[Collected data]
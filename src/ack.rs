//! HL7 acknowledgments: the codes, the `MSH`/`MSA`/`ERR` message the listener writes back,
//! and parsing of whatever a remote listener sent us.

use chrono::{DateTime, Utc};
use serde::{Deserialize, Serialize};
use std::fmt;

use crate::error::MllpError;
use crate::hl7::{datetime, escape, parse_message, Delimiters, Hl7Message};
use crate::mllp;

pub const ACK_SENDING_APPLICATION: &str = "HL7Processor";
pub const ACK_SENDING_FACILITY: &str = "Local";
pub const ACK_RECEIVING_APPLICATION: &str = "Sender";
pub const ACK_RECEIVING_FACILITY: &str = "Remote";
pub const ACK_VERSION: &str = "2.5";

/// `MSA-1` acknowledgment codes, original (application) and enhanced (commit) mode.
#[derive(Debug, Clone, Copy, PartialEq, Eq, Hash, Default, Serialize, Deserialize)]
pub enum AckCode {
    #[default]
    ApplicationAccept,
    ApplicationError,
    ApplicationReject,
    CommitAccept,
    CommitError,
    CommitReject,
}

impl AckCode {
    pub fn as_str(&self) -> &'static str {
        match self {
            AckCode::ApplicationAccept => "AA",
            AckCode::ApplicationError => "AE",
            AckCode::ApplicationReject => "AR",
            AckCode::CommitAccept => "CA",
            AckCode::CommitError => "CE",
            AckCode::CommitReject => "CR",
        }
    }

    /// Unknown codes map to `AA`.
    pub fn from_code(code: &str) -> AckCode {
        match code.trim().to_ascii_uppercase().as_str() {
            "AE" => AckCode::ApplicationError,
            "AR" => AckCode::ApplicationReject,
            "CA" => AckCode::CommitAccept,
            "CE" => AckCode::CommitError,
            "CR" => AckCode::CommitReject,
            _ => AckCode::ApplicationAccept,
        }
    }

    pub fn is_accept(&self) -> bool {
        matches!(self, AckCode::ApplicationAccept | AckCode::CommitAccept)
    }
}

impl fmt::Display for AckCode {
    fn fmt(&self, f: &mut fmt::Formatter<'_>) -> fmt::Result {
        f.write_str(self.as_str())
    }
}

/// Builds the acknowledgment text (unframed) for `control_id`.
pub fn build_ack(control_id: &str, code: AckCode, error: Option<&str>) -> String {
    build_ack_at(control_id, code, error, Utc::now())
}

pub fn build_ack_at(
    control_id: &str,
    code: AckCode,
    error: Option<&str>,
    at: DateTime<Utc>,
) -> String {
    let delimiters = Delimiters::default();
    let control_id = escape(control_id, &delimiters);

    let mut ack = format!(
        "MSH|^~\\&|{}|{}|{}|{}|{}||ACK^A01|{}|P|{}\rMSA|{}|{}\r",
        ACK_SENDING_APPLICATION,
        ACK_SENDING_FACILITY,
        ACK_RECEIVING_APPLICATION,
        ACK_RECEIVING_FACILITY,
        datetime::format_timestamp(&at),
        control_id,
        ACK_VERSION,
        code,
        control_id
    );
    if let Some(error) = error.filter(|e| !e.is_empty()) {
        ack.push_str("ERR|||");
        ack.push_str(&escape(error, &delimiters));
        ack.push('\r');
    }
    ack
}

/// What the listener decided to answer for one inbound message.
#[derive(Debug, Clone, PartialEq)]
pub struct Acknowledgment {
    pub code: AckCode,
    /// `MSH-10` of the inbound message, empty when it had none
    pub control_id: String,
    pub error: Option<String>,
    pub text: String,
}

impl Acknowledgment {
    /// `AA` for a valid message, `AE` when it parsed with problems, `AR` when it has no header at all.
    pub fn for_message(message: &Hl7Message) -> Acknowledgment {
        let control_id = message.control_id().unwrap_or_default().to_string();

        let (code, error) = if message.header.is_none() {
            (
                AckCode::ApplicationReject,
                Some("Message has no MSH header".to_string()),
            )
        } else if !message.is_valid {
            (
                AckCode::ApplicationError,
                Some(message.validation_errors.join("; ")),
            )
        } else {
            (AckCode::ApplicationAccept, None)
        };

        let text = build_ack(&control_id, code, error.as_deref());
        Acknowledgment {
            code,
            control_id,
            error,
            text,
        }
    }

    pub fn for_raw(raw: &str) -> Acknowledgment {
        Acknowledgment::for_message(&parse_message(raw))
    }
}

/// An acknowledgment received from a remote listener.
#[derive(Debug, Clone, PartialEq, Serialize, Deserialize)]
pub struct AckInfo {
    pub code: AckCode,
    /// `MSA-1` exactly as received
    pub raw_code: String,
    /// `MSH-10` of the acknowledgment itself
    pub control_id: String,
    /// `MSA-2`, the control id being acknowledged
    pub acknowledged_control_id: String,
    pub text_message: Option<String>,
    pub error: Option<String>,
}

impl AckInfo {
    pub fn is_accept(&self) -> bool {
        self.code.is_accept()
    }
}

/// Parses an acknowledgment, framed or not.
pub fn parse_ack(data: &[u8]) -> Result<AckInfo, MllpError> {
    let payload = mllp::strip_frame(data);
    let text = std::str::from_utf8(payload)
        .map_err(|e| MllpError::protocol(format!("acknowledgment is not UTF-8: {}", e)))?;

    let message = parse_message(text);
    let delimiters = message.delimiters;

    let msa = message
        .segment("MSA")
        .ok_or_else(|| MllpError::protocol("acknowledgment has no MSA segment"))?;
    let decoded = |value: &str| escape::unescape(value, &delimiters).into_owned();

    let raw_code = msa.field_value(1).to_string();
    let text_message = Some(decoded(msa.field_value(3))).filter(|t| !t.is_empty());
    let error = message.segment("ERR").and_then(|err| {
        err.fields
            .iter()
            .rev()
            .find(|f| !f.is_empty())
            .map(|f| f.decoded(&delimiters))
    });

    Ok(AckInfo {
        code: AckCode::from_code(&raw_code),
        raw_code,
        control_id: message
            .segment("MSH")
            .map(|msh| decoded(msh.field_value(10)))
            .unwrap_or_default(),
        acknowledged_control_id: decoded(msa.field_value(2)),
        text_message,
        error,
    })
}

#[cfg(test)]
mod tests {
    use super::*;
    use chrono::TimeZone;

    #[test]
    fn codes_map_both_ways() {
        for code in [
            AckCode::ApplicationAccept,
            AckCode::ApplicationError,
            AckCode::ApplicationReject,
            AckCode::CommitAccept,
            AckCode::CommitError,
            AckCode::CommitReject,
        ] {
            assert_eq!(AckCode::from_code(code.as_str()), code);
        }
        assert_eq!(AckCode::from_code("??"), AckCode::ApplicationAccept);
        assert_eq!(AckCode::default().as_str(), "AA");
    }

    #[test]
    fn builds_the_documented_layout() {
        let at = Utc.with_ymd_and_hms(2023, 1, 1, 12, 0, 0).unwrap();
        let ack = build_ack_at("MSG0001", AckCode::ApplicationAccept, None, at);
        assert_eq!(
            ack,
            "MSH|^~\\&|HL7Processor|Local|Sender|Remote|20230101120000||ACK^A01|MSG0001|P|2.5\rMSA|AA|MSG0001\r"
        );
    }

    #[test]
    fn error_segment_is_escaped() {
        let at = Utc.with_ymd_and_hms(2023, 1, 1, 12, 0, 0).unwrap();
        let ack = build_ack_at("1", AckCode::ApplicationError, Some("bad|field"), at);
        assert!(ack.ends_with("MSA|AE|1\rERR|||bad\\F\\field\r"));

        let info = parse_ack(ack.as_bytes()).unwrap();
        assert_eq!(info.error.as_deref(), Some("bad|field"));
        assert_eq!(info.code, AckCode::ApplicationError);
    }

    #[test]
    fn parses_framed_ack() {
        let ack = build_ack("MSG0001", AckCode::CommitAccept, None);
        let framed = mllp::wrap_frame(ack.as_bytes());
        let info = parse_ack(&framed).unwrap();
        assert!(info.is_accept());
        assert_eq!(info.raw_code, "CA");
        assert_eq!(info.control_id, "MSG0001");
        assert_eq!(info.acknowledged_control_id, "MSG0001");
        assert_eq!(info.error, None);
    }

    #[test]
    fn missing_msa_is_a_protocol_error() {
        let err = parse_ack(b"MSH|^~\\&|A|B|C|D|||ACK|1|P|2.5\r").unwrap_err();
        assert!(err.is_protocol());
    }

    #[test]
    fn acknowledgment_policy() {
        let ok = Acknowledgment::for_raw("MSH|^~\\&|A|B|C|D|20230101||ADT^A01|42|P|2.5\rPID|1");
        assert_eq!(ok.code, AckCode::ApplicationAccept);
        assert_eq!(ok.control_id, "42");

        let partial = Acknowledgment::for_raw("MSH|^~\\&|A|B|C|D|20230101||ADT^A01|43|P");
        assert_eq!(partial.code, AckCode::ApplicationError);
        assert!(partial.error.unwrap().contains("MSH-12"));

        let rejected = Acknowledgment::for_raw("PID|1||123");
        assert_eq!(rejected.code, AckCode::ApplicationReject);
        assert!(rejected.text.contains("ERR|||Message has no MSH header"));
    }
}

What you are asked to do
Where a line in the records above includes the string "chrono", show it.

Reply to the exercise
use chrono::{DateTime, Utc};
    use chrono::TimeZone;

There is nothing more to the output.